Just wandering if anyone else has ran into these problems and if/how they dealt with them, I managed to beat the army once with a heavy magical dark elves list, shadow blade getting a lucky killing blow on the slann after hiding in the temple guard unit and getting the purple sun off a few times which worked wonders. The armies I will generally be playing will be skaven, dark elves or orcs+goblins. Thanks for any replies.


----------



## DivineEdge (May 31, 2012)

For dark elves, mindrazoring black guard or witch elves (preferably guard) will mow some TG over. 

Are you using Pit of Shades/Purple Sun? With items like the sacrificial dagger, you should be able to get it off no problem. That will take huge chunks out of his unit. If he takes light to somewhat avoid this dilemna (and to be honest, I think light is the best thing a slann can take) then combat will be easier. 

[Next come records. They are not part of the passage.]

//! Continuous positions, unit headings and grid line walking.

use std::f32::consts::PI;

use crate::CellCoord;

/// Continuous location measured in cell units.
///
/// The x axis follows grid columns and the y axis follows grid rows, so the
/// cell containing a position is `(floor(x), floor(y))`. The y axis grows
/// downward to match screen space.
#[derive(Clone, Copy, Debug, PartialEq, Default)]
pub struct Position {
    x: f32,
    y: f32,
}

impl Position {
    /// Creates a position from raw cell-unit coordinates.
    #[must_use]
    pub const fn new(x: f32, y: f32) -> Self {
        Self { x, y }
    }

    /// Horizontal coordinate measured in cell units.
    #[must_use]
    pub const fn x(&self) -> f32 {
        self.x
    }

    /// Vertical coordinate measured in cell units.
    #[must_use]
    pub const fn y(&self) -> f32 {
        self.y
    }

    /// Cell containing the position, or `None` when either axis is negative or not finite.
    #[must_use]
    pub fn cell(&self) -> Option<CellCoord> {
        if !self.x.is_finite() || !self.y.is_finite() || self.x < 0.0 || self.y < 0.0 {
            return None;
        }

        let column = self.x.floor();
        let row = self.y.floor();
        if column > u32::MAX as f32 || row > u32::MAX as f32 {
            return None;
        }

        Some(CellCoord::new(column as u32, row as u32))
    }

    /// Cell containing the position after clamping it into a `columns` × `rows` grid.
    ///
    /// Returns `None` for an empty grid.
    #[must_use]
    pub fn clamped_cell(&self, columns: u32, rows: u32) -> Option<CellCoord> {
        if columns == 0 || rows == 0 {
            return None;
        }

        let clamp_axis = |value: f32, count: u32| -> u32 {
            if !value.is_finite() || value <= 0.0 {
                return 0;
            }
            let floored = value.floor();
            let last = count - 1;
            if floored >= last as f32 {
                last
            } else {
                floored as u32
            }
        };

        Some(CellCoord::new(
            clamp_axis(self.x, columns),
            clamp_axis(self.y, rows),
        ))
    }

    /// Returns the position advanced `distance` cells along `heading`.
    #[must_use]
    pub fn advanced(self, heading: Heading, distance: f32) -> Self {
        Self {
            x: self.x + heading.x() * distance,
            y: self.y + heading.y() * distance,
        }
    }

    /// Euclidean distance to another position.
    #[must_use]
    pub fn distance_to(&self, other: Position) -> f32 {
        (other.x - self.x).hypot(other.y - self.y)
    }

    /// Heading pointing from this position toward `other`.
    ///
    /// Coincident positions yield the default heading.
    #[must_use]
    pub fn heading_to(&self, other: Position) -> Heading {
        Heading::new(other.x - self.x, other.y - self.y)
    }

    /// Reports whether the position lies inside a `columns` × `rows` grid.
    #[must_use]
    pub fn is_within(&self, columns: u32, rows: u32) -> bool {
        self.x.is_finite()
            && self.y.is_finite()
            && self.x >= 0.0
            && self.y >= 0.0
            && self.x < columns as f32
            && self.y < rows as f32
    }
}

/// Screen-facing compass quadrant derived from a heading.
#[derive(Clone, Copy, Debug, PartialEq, Eq, Hash)]
pub enum Quadrant {
    /// Facing toward decreasing rows.
    Up,
    /// Facing toward increasing rows.
    Down,
    /// Facing toward decreasing columns.
    Left,
    /// Facing toward increasing columns.
    Right,
}

/// Unit-length direction of travel.
///
/// Fields stay private so every heading in the simulation is normalised.
#[derive(Clone, Copy, Debug, PartialEq)]
pub struct Heading {
    x: f32,
    y: f32,
}

impl Heading {
    /// Heading facing increasing columns.
    pub const RIGHT: Heading = Heading { x: 1.0, y: 0.0 };
    /// Heading facing decreasing columns.
    pub const LEFT: Heading = Heading { x: -1.0, y: 0.0 };
    /// Heading facing decreasing rows.
    pub const UP: Heading = Heading { x: 0.0, y: -1.0 };
    /// Heading facing increasing rows.
    pub const DOWN: Heading = Heading { x: 0.0, y: 1.0 };

    /// Creates a heading by normalising the provided vector.
    ///
    /// Zero-length or non-finite vectors fall back to [`Heading::RIGHT`].
    #[must_use]
    pub fn new(x: f32, y: f32) -> Self {
        let length = x.hypot(y);
        if !length.is_finite() || length <= f32::EPSILON {
            return Self::RIGHT;
        }

        Self {
            x: x / length,
            y: y / length,
        }
    }

    /// Creates a heading from an angle measured clockwise from [`Heading::RIGHT`].
    #[must_use]
    pub fn from_radians(radians: f32) -> Self {
        let (sin, cos) = radians.sin_cos();
        Self::new(cos, sin)
    }

    /// Horizontal component in `[-1, 1]`.
    #[must_use]
    pub const fn x(&self) -> f32 {
        self.x
    }

    /// Vertical component in `[-1, 1]`.
    #[must_use]
    pub const fn y(&self) -> f32 {
        self.y
    }

    /// Angle of the heading measured clockwise from [`Heading::RIGHT`].
    #[must_use]
    pub fn radians(&self) -> f32 {
        self.y.atan2(self.x)
    }

    /// Returns the heading rotated clockwise by `radians`.
    #[must_use]
    pub fn rotated(self, radians: f32) -> Self {
        let (sin, cos) = radians.sin_cos();
        Self::new(self.x * cos - self.y * sin, self.x * sin + self.y * cos)
    }

    /// Signed angle in `[-PI, PI]` that rotates this heading onto `other`.
    #[must_use]
    pub fn angle_to(&self, other: Heading) -> f32 {
        let cross = self.x * other.y - self.y * other.x;
        let dot = self.x * other.x + self.y * other.y;
        cross.atan2(dot).clamp(-PI, PI)
    }

    /// Rotates toward `desired` by at most `max_radians`.
    ///
    /// When the remaining angle fits within the bound the desired heading is
    /// returned exactly, so repeated easing converges instead of oscillating.
    #[must_use]
    pub fn rotate_towards(self, desired: Heading, max_radians: f32) -> Self {
        let limit = max_radians.abs();
        let remaining = self.angle_to(desired);
        if remaining.abs() <= limit {
            return desired;
        }

        self.rotated(limit.copysign(remaining))
    }

    /// Heading pointing the opposite way.
    #[must_use]
    pub fn reversed(self) -> Self {
        Self::new(-self.x, -self.y)
    }

    /// Heading with the horizontal component mirrored.
    #[must_use]
    pub fn mirrored_horizontally(self) -> Self {
        Self::new(-self.x, self.y)
    }

    /// Heading with the vertical component mirrored.
    #[must_use]
    pub fn mirrored_vertically(self) -> Self {
        Self::new(self.x, -self.y)
    }

    /// Dot product with a raw vector.
    #[must_use]
    pub fn dot(&self, x: f32, y: f32) -> f32 {
        self.x * x + self.y * y
    }

    /// Compass quadrant the heading faces.
    ///
    /// The dominant axis decides; an exact diagonal resolves to the horizontal
    /// quadrant.
    #[must_use]
    pub fn quadrant(&self) -> Quadrant {
        if self.x.abs() >= self.y.abs() {
            if self.x >= 0.0 {
                Quadrant::Right
            } else {
                Quadrant::Left
            }
        } else if self.y > 0.0 {
            Quadrant::Down
        } else {
            Quadrant::Up
        }
    }
}

impl Default for Heading {
    fn default() -> Self {
        Self::RIGHT
    }
}

/// Cells visited by a Bresenham line from `from` to `to`, both endpoints included.
#[must_use]
pub fn line_cells(from: CellCoord, to: CellCoord) -> Vec<CellCoord> {
    let (ax, ay) = (i64::from(from.column()), i64::from(from.row()));
    let (bx, by) = (i64::from(to.column()), i64::from(to.row()));
    let x_diff = (ax - bx).abs();
    let y_diff = (ay - by).abs();
    let x_sign = if bx < ax { -1 } else { 1 };
    let y_sign = if by < ay { -1 } else { 1 };

    let size = usize::try_from(x_diff.max(y_diff) + 1).unwrap_or(1);
    let mut cells = Vec::with_capacity(size);
    cells.push(from);

    let (mut x, mut y) = (ax, ay);
    if x_diff >= y_diff {
        let mut test = x_diff / 2;
        for _ in 0..x_diff {
            x += x_sign;
            test -= y_diff;
            if test < 0 {
                y += y_sign;
                test += x_diff;
            }
            cells.push(CellCoord::new(x as u32, y as u32));
        }
    } else {
        let mut test = y_diff / 2;
        for _ in 0..y_diff {
            y += y_sign;
            test -= x_diff;
            if test < 0 {
                x += x_sign;
                test += y_diff;
            }
            cells.push(CellCoord::new(x as u32, y as u32));
        }
    }

    cells
}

OnG will have problems. But if he is casting throne of vines, lifeblood and flesh to stone every turn not much will get off - and you can still dispel on or two of his casts. 

As for the skaven, magic and shooting the unit away. Warp lighting cannons, dreaded 13th, horned rat, plague, etc.


----------



## Stephen_Newman (Jul 14, 2009)

Slann are quite rather hard opponents. However they are by no means impossible.

When dispelling any enemy spells it helps to have a plan to know which spells you must stop at all costs and which ones you will let go. Don't forget though that even though the Slann is a loremaster he can only cast 4 spells a turn as per his wizard level.

If the Slann you are facing uses Life then I suggest that you heavily in every phase throw all your dispel dice/scroll at Throne of Vines. Throne of Vines is the key to the rest of his unit's toughness. Without it then those TG will only be T6, have regen 5+ etc. Not to mention that the Slann is then just as likely to miscast as any other wizard. Not much consolation I know but when surviving any magic phase involving a Slann is about damage limitation.

As a Skaven player a lot of Skaven players will tell you an easy (if rather unreliable) way of getting rid of a Slann is to take a Warlock Engineer with just the Brass Orb. The Orb gives the Slann an option of take an initiative test or die. It works better if you can skitterleap the Warlock over since this spell is liekly to be overlooked by the Lizardman player. 

If you have to engage the unit in combat then at least play like a Skaven player. Namely but never offering a fair fight and stacking the odds in your favour. Firstly if the Lizardman player has sunk a lot of points in TG bunker unit +Slann then this will make up the bulk of his army. Therefore focus on killing the rest of the army off whilst the Slann's unit can be held off by Skavenslaves until you are ready to face them on your terms. For dealing with said uber unit Plagueclaws are great killing TG since they will wound on 6's, even after the T boost. The lack of the armour save hurts since at best they will get a 5+ regen save (If you are saavy enough combine with the spell Skorch so that said unit is affected by flaming attacks and therefore get no save at all!). Follow up by attacking from EVERY side if possible but failing that a large unit of Stormvermin with the flaming standard will be able to slowly wade through the Temple Guard unit.

As an interesting aside if the Slann is ever unlucky enough to fail the LD 9 re-rollable cold blooded test then he dies instantly! Admittidly the chances of this are small but its always useful to know. Especially when combined with LD lowering items or abilities.


----------



## Tim/Steve (Jan 25, 2009)

Its one of the hardest units in the game and can be a massive challenge to kill. Normally, when I'm facing them I won't try and kill them: I'll throw chaff in front of the temple guard and then try to kill everything else in the army, if I get the chance I might try a combo flank-flank or flank-rear charge to lock myself into its flank and try to batter my way through to the slaan (they can't reform and if you kill enough you force the slaan into base contact with a unit at the side/rear).
Lizardmen players are often tempted not to charge chaff units to get a dwellers off on an important unit... but that very rarely kills you, while it means you don't need to replace the chaff unit.


----------



## Shadowz-Demon (Jun 5, 2012)

Generally I take a big unit of 30-40 warriors with supreme sorceress with sacrificial dagger to get strong magic, I tried using lots of ranged units with skaven and I've never really tried using lore of shadow and shades. Thanks for the help


----------



## Shadowz-Demon (Jun 5, 2012)

I believe stubborn makes it so the enemy unit always take a ld check on it's unmodified ld so the unit is very unlikely to fail his ld check. Thanks for the reply


----------



## Shadowz-Demon (Jun 5, 2012)

Yeah it seems like having a big multi charge on the unit would be very useful. Thanks for the reply


----------



## Tim/Steve (Jan 25, 2009)

Yeah, but be careful not to charge in the front: going into the flanks/rear mean you're not going to be hit by that many attacks.... but sending in an additional unit in the front (especially if its squishy) often does nothing more then allow the opposition to hit at full power and crank up the combat res in their favour.

Worst I saw was when 2 units of skaven went into the flanks of a chaos warrior block and would have trounced them with SCR except they sent canrats in the front... one or 2 extra dead warriors, but no additional ranksor banner and the return attacks took down about 6-7 rats and meant the warriors won instead...


----------